#### Action item
Sort through the data and copy the lines holding the word "polynomial".

Data items

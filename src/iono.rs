//! Broadcast ionosphere model.

use gnss_core::constants::{CLIGHT, FREQL1, PI};
use gnss_core::prelude::Epoch;

/// Klobuchar coefficients used when the navigation store has none yet
/// (2004/1/1 broadcast values).
const ION_DEFAULT: [f64; 8] = [
    0.1118e-7, -0.7451e-8, -0.5961e-7, 0.1192e-6, 0.1167e+6, -0.2294e+6, -0.1311e+6, 0.1049e+7,
];

/// Klobuchar ionospheric delay (m) on L1 at `t`, receiver geodetic `pos`
/// `[lat, lon, h]` (rad, m) and satellite `azel` `[az, el]` (rad).
pub fn ionmodel(t: Epoch, ion: &[f64; 8], pos: &[f64; 3], azel: (f64, f64)) -> f64 {
    let (az, el) = azel;
    if pos[2] < -1e3 || el <= 0.0 {
        return 0.0;
    }
    let ion = if ion.iter().all(|&v| v == 0.0) {
        &ION_DEFAULT
    } else {
        ion
    };

    // earth centered angle (semi-circle)
    let psi = 0.0137 / (el / PI + 0.11) - 0.022;

    // subionospheric latitude/longitude (semi-circle)
    let mut phi = pos[0] / PI + psi * az.cos();
    phi = phi.clamp(-0.416, 0.416);
    let lam = pos[1] / PI + psi * az.sin() / (phi * PI).cos();

    // geomagnetic latitude (semi-circle)
    let phi = phi + 0.064 * ((lam - 1.617) * PI).cos();

    // local time (s)
    let (_, tow) = t.to_gpst();
    let mut tt = 43200.0 * lam + tow;
    tt -= (tt / 86400.0).floor() * 86400.0;

    // slant factor
    let f = 1.0 + 16.0 * (0.53 - el / PI).powi(3);

    // ionospheric delay
    let amp = ion[0] + phi * (ion[1] + phi * (ion[2] + phi * ion[3]));
    let per = ion[4] + phi * (ion[5] + phi * (ion[6] + phi * ion[7]));
    let amp = amp.max(0.0);
    let per = per.max(72000.0);
    let x = 2.0 * PI * (tt - 50400.0) / per;

    CLIGHT
        * f
        * if x.abs() < 1.57 {
            5e-9 + amp * (1.0 + x * x * (-0.5 + x * x / 24.0))
        } else {
            5e-9
        }
}

/// Rescales an L1 ionospheric delay to another carrier frequency.
pub fn ion_rescale(delay_l1: f64, freq: f64) -> f64 {
    if freq <= 0.0 {
        return 0.0;
    }
    delay_l1 * (FREQL1 / freq).powi(2)
}

/// Rescales an L1 ionospheric delay variance to another frequency.
pub fn ion_var_rescale(var_l1: f64, freq: f64) -> f64 {
    if freq <= 0.0 {
        return 0.0;
    }
    var_l1 * (FREQL1 / freq).powi(4)
}

/// Broadcast model error ratio applied to the estimated delay.
pub const ERR_BRDCI: f64 = 0.5;

#[cfg(test)]
mod test {
    use super::*;
    use gnss_core::constants::D2R;

    #[test]
    fn klobuchar_reference_case() {
        // reference scenario from the libswiftnav test set
        let t = Epoch::from_gpst(1875, 479_820.0);
        let ion = [
            0.1583e-7, -0.7451e-8, -0.5960e-7, 0.1192e-6, 0.1290e6, -0.2130e6, 0.6554e5, 0.3277e6,
        ];
        let pos = [-35.3 * D2R, 149.1 * D2R, 0.0];
        let delay = ionmodel(t, &ion, &pos, (0.0, 15.0 * D2R));
        assert!((delay - 7.202).abs() < 1e-3, "delay = {}", delay);
    }

    #[test]
    fn below_horizon_is_zero() {
        let t = Epoch::from_gpst(2000, 0.0);
        let pos = [0.5, 0.1, 100.0];
        assert_eq!(ionmodel(t, &ION_DEFAULT, &pos, (0.0, -0.1)), 0.0);
    }

    #[test]
    fn low_elevation_inflates_delay() {
        let t = Epoch::from_gpst(2000, 43200.0);
        let pos = [0.6, 0.2, 100.0];
        let low = ionmodel(t, &ION_DEFAULT, &pos, (1.0, 10.0 * D2R));
        let high = ionmodel(t, &ION_DEFAULT, &pos, (1.0, 80.0 * D2R));
        assert!(low > high);
    }

    #[test]
    fn frequency_rescaling() {
        let l1 = 5.0;
        let l2 = ion_rescale(l1, 1.22760e9);
        assert!((l2 - l1 * (1.57542f64 / 1.2276).powi(2)).abs() < 1e-9);
        let var = ion_var_rescale(2.0, 1.22760e9);
        assert!((var - 2.0 * (1.57542f64 / 1.2276).powi(4)).abs() < 1e-9);
    }
}
/// Range-rate residuals for the velocity estimation.
fn resdop(
    obs: &[Observation],
    states: &[Option<SatState>],
    nav: &Navigation,
    rr: &[f64; 3],
    azel: &[(f64, f64)],
    vsat: &[bool],
    x: &[f64; 4],
) -> (Vec<f64>, Vec<[f64; 4]>) {
    let pos = ecef2pos(rr);
    let mut v = Vec::new();
    let mut h = Vec::new();

    for (i, o) in obs.iter().enumerate() {
        if !vsat[i] || o.doppler[0] == 0.0 {
            continue;
        }
        let Some(state) = states[i] else {
            continue;
        };
        let fcn = nav.glonass_fcn(o.sv).unwrap_or(0);
        let Some(freq) = o.code[0].frequency(o.sv.constellation, fcn) else {
            continue;
        };
        let lambda = CLIGHT / freq;

        // line of sight from the azimuth/elevation of the position pass
        let (az, el) = azel[i];
        let cosel = el.cos();
        let enu = [az.sin() * cosel, az.cos() * cosel, el.sin()];
        let e = gnss_core::coords::enu2ecef(&pos, &enu);

        // relative velocity along the line of sight plus Earth rotation
        let vs = [
            state.vel[0] - x[0],
            state.vel[1] - x[1],
            state.vel[2] - x[2],
        ];
        let rate = vs[0] * e[0]
            + vs[1] * e[1]
            + vs[2] * e[2]
            + OMGE / CLIGHT
                * (state.vel[1] * rr[0] + state.pos[1] * x[0]
                    - state.vel[0] * rr[1]
                    - state.pos[0] * x[1]);

        v.push(-lambda * o.doppler[0] - (rate + x[3] - CLIGHT * state.ddts));
        h.push([-e[0], -e[1], -e[2], 1.0]);
    }
    (v, h)
}

/// Doppler velocity estimation (4 unknowns: velocity + clock drift).
fn estvel(
    obs: &[Observation],
    states: &[Option<SatState>],
    nav: &Navigation,
    sol: &mut Solution,
    azel: &[(f64, f64)],
    vsat: &[bool],
) {
    let rr = [sol.rr[0], sol.rr[1], sol.rr[2]];
    let mut x = [0.0f64; 4];

    for _ in 0..MAX_ITER {
        let (v, h) = resdop(obs, states, nav, &rr, azel, vsat, &x);
        if v.len() < 4 {
            return;
        }
        let nv = v.len();
        let mut hm = DMatrix::zeros(nv, 4);
        let mut vm = DVector::zeros(nv);
        for r in 0..nv {
            for c in 0..4 {
                hm[(r, c)] = h[r][c];
            }
            vm[r] = v[r];
        }
        let ht = hm.transpose();
        let Some(q) = (&ht * &hm).try_inverse() else {
            return;
        };
        let dx = &q * (&ht * &vm);
        for k in 0..4 {
            x[k] += dx[k];
        }
        if dx.norm() < 1e-6 {
            sol.rr[3..6].copy_from_slice(&x[..3]);
            sol.qv = [q[(0, 0)], q[(1, 1)], q[(2, 2)], q[(0, 1)], q[(1, 2)], q[(2, 0)]];
            return;
        }
    }
}
//! Broadcast ephemeris records.
//!
//! Value types only: evaluation (orbit/clock at a given time) lives in the
//! `rtnav` crate, decoding lives in `gnss-wire`. A Keplerian record with
//! `a == 0.0` is an empty slot.

use crate::code::MAXCODE;
use crate::sv::SV;
use crate::time::Epoch;

#[cfg(feature = "serde")]
use serde::{Deserialize, Serialize};

/// Keplerian broadcast ephemeris (GPS, Galileo, QZSS, BeiDou, NavIC).
#[derive(Debug, Default, Copy, Clone, PartialEq)]
#[cfg_attr(feature = "serde", derive(Serialize, Deserialize))]
pub struct Ephemeris {
    pub sv: SV,
    /// Issue of data, ephemeris
    pub iode: i32,
    /// Issue of data, clock
    pub iodc: i32,
    /// SV accuracy index (URA / SISA)
    pub sva: i32,
    /// SV health (0 = ok)
    pub svh: i32,
    /// GPS/QZS: GPS week; GAL: Galileo week + 1024; BDS: BDT week
    pub week: i32,
    /// GPS/QZS: code on L2; GAL: data source bits (bit 8 F/NAV, bit 9 I/NAV)
    pub code: i32,
    /// GPS/QZS: L2 P data flag; BDS: nav type
    pub flag: i32,
    /// Ephemeris reference time
    pub toe: Epoch,
    /// Clock reference time
    pub toc: Epoch,
    /// Transmission/reception time
    pub ttr: Epoch,
    /// Semi-major axis (m); zero marks an empty record
    pub a: f64,
    /// Eccentricity
    pub e: f64,
    /// Inclination at reference (rad)
    pub i0: f64,
    /// Right ascension of ascending node at weekly epoch (rad)
    pub omg0: f64,
    /// Argument of perigee (rad)
    pub omg: f64,
    /// Mean anomaly at reference (rad)
    pub m0: f64,
    /// Mean motion correction (rad/s)
    pub deln: f64,
    /// Rate of right ascension (rad/s)
    pub omgd: f64,
    /// Rate of inclination (rad/s)
    pub idot: f64,
    /// Harmonic correction terms
    pub crc: f64,
    pub crs: f64,
    pub cuc: f64,
    pub cus: f64,
    pub cic: f64,
    pub cis: f64,
    /// Time of ephemeris, seconds within week
    pub toes: f64,
    /// Fit interval (h)
    pub fit: f64,
    /// Clock polynomial: bias (s), drift (s/s), drift rate (s/s^2)
    pub f0: f64,
    pub f1: f64,
    pub f2: f64,
    /// Group delays: GPS/QZS [tgd], GAL [bgd_e1e5a, bgd_e1e5b],
    /// BDS [tgd_b1i, tgd_b2i (or b1c/isc)], IRN [tgd]
    pub tgd: [f64; 4],
    /// CNAV a_dot (m/s), 0 for legacy messages
    pub adot: f64,
    /// CNAV delta-n rate (rad/s^2), 0 for legacy messages
    pub ndot: f64,
}

impl Ephemeris {
    pub fn new(sv: SV) -> Self {
        Self {
            sv,
            ..Default::default()
        }
    }

    /// A record is populated once the semi-major axis has been decoded.
    pub fn is_valid(&self) -> bool {
        self.a > 0.0
    }
}

/// GLONASS broadcast ephemeris: an initial state vector to be numerically
/// integrated, not an orbital element set.
#[derive(Debug, Default, Copy, Clone, PartialEq)]
#[cfg_attr(feature = "serde", derive(Serialize, Deserialize))]
pub struct GloEphemeris {
    pub sv: SV,
    /// Issue of data (7 bit tb)
    pub iode: i32,
    /// Frequency channel number (-7..6)
    pub frq: i32,
    /// Health (0 = ok), accuracy index, age of operation (days)
    pub svh: i32,
    pub sva: i32,
    pub age: i32,
    /// Reference epoch (GPS time)
    pub toe: Epoch,
    /// Message frame time (GPS time)
    pub tof: Epoch,
    /// Position at toe, PZ-90 ECEF (m)
    pub pos: [f64; 3],
    /// Velocity at toe (m/s)
    pub vel: [f64; 3],
    /// Lunisolar acceleration at toe (m/s^2)
    pub acc: [f64; 3],
    /// Clock offset -tau_n (s)
    pub taun: f64,
    /// Relative frequency offset gamma_n
    pub gamn: f64,
    /// Inter-frequency delay between G1 and G2 (s)
    pub dtaun: f64,
}

impl GloEphemeris {
    pub fn is_valid(&self) -> bool {
        self.pos.iter().any(|&p| p != 0.0)
    }
}

/// SBAS geostationary ephemeris: polynomial around t0.
#[derive(Debug, Default, Copy, Clone, PartialEq)]
#[cfg_attr(feature = "serde", derive(Serialize, Deserialize))]
pub struct SbasEphemeris {
    pub sv: SV,
    /// Reference epoch (GPS time)
    pub t0: Epoch,
    /// Transmission time
    pub tof: Epoch,
    /// Health, URA index
    pub svh: i32,
    pub sva: i32,
    pub pos: [f64; 3],
    pub vel: [f64; 3],
    pub acc: [f64; 3],
    /// Clock offset (s) and drift (s/s)
    pub af0: f64,
    pub af1: f64,
}

impl SbasEphemeris {
    pub fn is_valid(&self) -> bool {
        self.pos.iter().any(|&p| p != 0.0)
    }
}

/// State-space-representation correction for one satellite.
///
/// `t0`/`udi`/`iod` triplets are indexed 0 = orbit, 1 = clock,
/// 2 = high-rate clock, 3 = URA, 4 = code bias, 5 = phase bias.
#[derive(Debug, Copy, Clone, PartialEq)]
pub struct Ssr {
    /// Reference epochs
    pub t0: [Epoch; 6],
    /// Update intervals (s)
    pub udi: [f64; 6],
    /// Issues of data: [orbit, clock, hr-clock]
    pub iod: [i32; 3],
    /// Broadcast IODE the orbit correction refers to
    pub iode: i32,
    /// CRC of the BDS D1/D2 ephemeris the correction refers to
    pub iodcrc: i32,
    /// URA index
    pub ura: i32,
    /// Satellite reference datum (0 = ITRF, 1 = regional)
    pub refd: i32,
    /// Orbit correction, radial/along/cross (m)
    pub deph: [f64; 3],
    /// Orbit correction velocity (m/s)
    pub ddeph: [f64; 3],
    /// Clock correction polynomial (m, m/s, m/s^2)
    pub dclk: [f64; 3],
    /// High-rate clock correction (m)
    pub hrclk: f64,
    /// Code biases by [crate::code::Code] id (m)
    pub cbias: [f32; MAXCODE],
    /// Update flags: bit 0 orbit/clock, bit 1 code bias
    pub update: u8,
}

impl Default for Ssr {
    fn default() -> Self {
        Self {
            t0: [Epoch::default(); 6],
            udi: [0.0; 6],
            iod: [0; 3],
            iode: 0,
            iodcrc: 0,
            ura: 0,
            refd: 0,
            deph: [0.0; 3],
            ddeph: [0.0; 3],
            dclk: [0.0; 3],
            hrclk: 0.0,
            cbias: [0.0; MAXCODE],
            update: 0,
        }
    }
}

impl Ssr {
    /// True once both orbit and clock corrections arrived.
    pub fn has_orbit_clock(&self) -> bool {
        self.t0[0].sec != 0 && self.t0[1].sec != 0
    }
}

/// Pseudorange differential correction (RTCM 2 type 1/9).
#[derive(Debug, Default, Copy, Clone, PartialEq)]
#[cfg_attr(feature = "serde", derive(Serialize, Deserialize))]
pub struct Dgps {
    /// Correction reference epoch
    pub t0: Epoch,
    /// Pseudorange correction (m)
    pub prc: f64,
    /// Range-rate correction (m/s)
    pub rrc: f64,
    /// Issue of data
    pub iod: i32,
    /// UDRE quality indicator
    pub udre: f64,
}

#[cfg(test)]
mod test {
    use super::*;
    use crate::constellation::Constellation;

    #[test]
    fn validity_markers() {
        let mut eph = Ephemeris::new(SV::new(Constellation::GPS, 7));
        assert!(!eph.is_valid());
        eph.a = 26560e3;
        assert!(eph.is_valid());

        let mut geph = GloEphemeris::default();
        assert!(!geph.is_valid());
        geph.pos[0] = 19100e3;
        assert!(geph.is_valid());
    }

    #[test]
    fn ssr_completeness() {
        let mut ssr = Ssr::default();
        assert!(!ssr.has_orbit_clock());
        ssr.t0[0] = Epoch::new(1, 0.0);
        assert!(!ssr.has_orbit_clock());
        ssr.t0[1] = Epoch::new(1, 0.0);
        assert!(ssr.has_orbit_clock());
    }
}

#### Exercise solution
    /// Clock polynomial: bias (s), drift (s/s), drift rate (s/s^2)
/// SBAS geostationary ephemeris: polynomial around t0.
    /// Clock correction polynomial (m, m/s, m/s^2)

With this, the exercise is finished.